Restore cursors when:

  • mouse is moved and mode is countdown or prompting
  • enter any mode that isn't countdown or prompting

Cancel previous timer if it exists when:

  • mouse is moved and mode is countdown or prompting
  • enter any mode that isn't countdown or prompting

Set 3 second countdown to make cursor blank when:

  • mouse is moved and mode is countdown or prompting
  • entering countdown mode
  • entering prompting mode

Reference

  • https://forum.qt.io/topic/101941/custom-mouse-pointer/5
  • https://forum.qt.io/topic/67650/custom-cursor/3
  • https://doc.qt.io/qt-5/qguiapplication.html#setOverrideCursor

Cuperino avatar Aug 23 '22 03:08 Cuperino

Would hiding the cursor affect animation performance?

videosmith avatar Aug 24 '22 03:08 videosmith

It should not. Mouse cursors are drawn by X11 or by the shell when you're using a Wayland session. Drawing a blank image, like I've described, should not increase nor reduce GPU processing costs.

The timer used to determine when to hide the cursor would use a separate CPU thread, so there is a small CPU cost that would have its greatest impact in systems with few cores. Nonetheless, this impact should be negligible.

Cuperino avatar Aug 24 '22 05:08 Cuperino

Would it be possible to make this a selectable option in your preferences?

videosmith avatar Aug 24 '22 15:08 videosmith

What I do to keep performance optimal is perform checks to prevent unnecessary code from running. The faster the checks and the less are needed, the better. If the feature in question doesn't cost much more than performing a settings check, there may be not be a need to make this something you can disable.

Taking the overlay contrast effect as an example, that added a big layer of semi-transparent content that needed to be composited in the GPU.
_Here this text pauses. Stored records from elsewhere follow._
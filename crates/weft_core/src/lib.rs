//! weft core types
//!
//! Identifiers shared by the authoring side and the wire side, the
//! serialization settings every identifier is stamped with, and the
//! naming rules the control plane imposes on node ids.
//! This crate performs no I/O beyond reading a settings file on request.

#![warn(missing_docs)]
#![warn(clippy::all)]

pub mod error;
pub mod id;
pub mod naming;
pub mod settings;

// Re-exports
pub use error::{CoreError, CoreResult};
pub use id::{EntityId, Identifier, ResourceType};
pub use naming::dnsify;
pub use settings::{DefaultAuthRole, SerializationSettings, SettingsOverrides};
The question that needs to be answered first is, will "changing the cursor image" or "running a timer" impact performance noticeably? I think it should make no difference if the new cursor image is registered to video memory from beforehand. The timer's impact should also be negligible. The Timer object would only need to be instantiated once when entering Countdown or Prompting mode. After that, the same timer would just be reset with every mouse move, meaning no extra time is dedicated to resource allocation and de-allocation while prompting; all that is used is already in memory.